Posts Tagged ‘Tata Steel’

Why buy? Indian firms seeking partner who…

June 2, 2009

International business researchers have always been interested in the motivations for foreign direct investments. Pre-eminent IB scholar John Dunning argued that there were four core drivers:
– the quest for more customers (market-seeking)
– gaining access to inputs unavailable, or less palatable, at home (resource-seeking)
– looking to build a more efficient chain of value adding activities (efficiency-seeking)
Gone Shopping Sign – building up the knowledge-based resources of the firm and portfolio of brands (strategic-asset-seeking).

This recent Economist article gives a nice catalogue of recent international acquisitions by Indian firms, and offers decent examples of several fronts.

The acquisitions mentioned by Avantha (in engineering), Tata Steel and Tata Motors all can be lumped under the strategic-asset-seeking banner, as the firms sought to tap into technologies and brands unavailable in their home market and which are crucial to further international growth. This is comparable to Lenovo’s purchase of IBM’s PC business a few years back (and pretty typical for emerging market multinationals).

What is less clear in terms of motivation is what is driving Bharti Airtel’s pursuit of South African mobile giant MTN.

Are they chasing MTN’s (admittedly outstanding) competencies in rolling out networks in very poor countries (in terms of household incomes and also physical infrastructure)? These may well mesh in very well with Bharti’s own experiences in India, and set the firm up for a huge play in markets across the developing world (i.e. a strategic-asset-seeking approach).

Or they simply chasing the almost billion possible customers in Africa (to throw on top of a similar top of comparable target market in India)? This would clearly be market-seeking FDI…

Chasing synergies in a downturn

December 14, 2008

One of the arguments for mergers and acquisitions (M&A) is the synergies that come from sharing value chain activities (economies of scope). Coupled with better parenting, this should see M&As produce cost savings and efficiencies. It can all fall apart, however, if you paid too much for the acquisition, or the costs of funding the purchase leap considerably.

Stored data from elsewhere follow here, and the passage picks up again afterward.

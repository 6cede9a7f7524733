//! Types for the watch protocol
//!
//! A watch is resumable from a resource version; if that version is no longer retained
//! by the store an [`WatchEvent::Error`] with code 410 is sent and the client must relist.
use crate::{error::ErrorResponse, object::DynamicObject};
use serde::{Deserialize, Serialize};
use std::fmt::Debug;

/// A raw event returned from a watch query
#[derive(Deserialize, Serialize, Clone, PartialEq)]
#[serde(tag = "type", content = "object", rename_all = "UPPERCASE")]
pub enum WatchEvent<K = DynamicObject> {
    /// Object was added
    Added(K),
    /// Object was modified
    Modified(K),
    /// Object was deleted
    Deleted(K),
    /// Progress marker carrying only a resource version
    Bookmark(Bookmark),
    /// There was some kind of error
    Error(ErrorResponse),
}

impl<K> Debug for WatchEvent<K> {
    fn fmt(&self, f: &mut std::fmt::Formatter) -> std::fmt::Result {
        match &self {
            WatchEvent::Added(_) => write!(f, "Added event"),
            WatchEvent::Modified(_) => write!(f, "Modified event"),
            WatchEvent::Deleted(_) => write!(f, "Deleted event"),
            WatchEvent::Bookmark(_) => write!(f, "Bookmark event"),
            WatchEvent::Error(e) => write!(f, "Error event: {e:?}"),
        }
    }
}

/// Progress marker for [`WatchEvent::Bookmark`]
#[derive(Serialize, Deserialize, Clone, Debug, PartialEq, Eq)]
#[serde(rename_all = "camelCase")]
pub struct Bookmark {
    /// The version the watch has progressed to
    pub resource_version: String,
}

This Economist piece highlights the dramas facing six of the world’s largest materials and mining firms (Xstrata, ArcelorMittal, Tata Steel, Rio Tinto, Lafarge and Cemex) as they try to bed down some very significant M&As from past year or so.

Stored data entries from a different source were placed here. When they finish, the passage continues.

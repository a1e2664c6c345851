// Library interface for wordle-helper
// This allows integration tests to access internal modules

pub mod cli;
pub mod constraints;
pub mod grid;
pub mod logging;
pub mod ranking;
pub mod session;
pub mod suggestions;
pub mod wordbank;

// Re-export the engine entry points
pub use constraints::{Constraints, PositionClass, filter};
pub use grid::{Cell, Grid, GridError, Judgment};
pub use ranking::{FrequencyTable, build_freq_chart, rank, rank_with_weights, word_weight};
pub use session::helper_loop;
pub use suggestions::{Suggestions, suggest};
pub use wordbank::{load_wordbank_from_file, load_wordbank_from_str};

As the article notes, with debt refinancing a whole lot harder to get, and share prices tumbling, these firms are finding life a hell of lot more difficult than they were. It certainly demonstrates the dangers of buying at (or near) the top of the boom, and reminds us again that firms too regularly overestimate the ease of realising such synergies. One hopes that these experienced multinationals have also accurately assessed the complexities of chasing such syenergies across borders.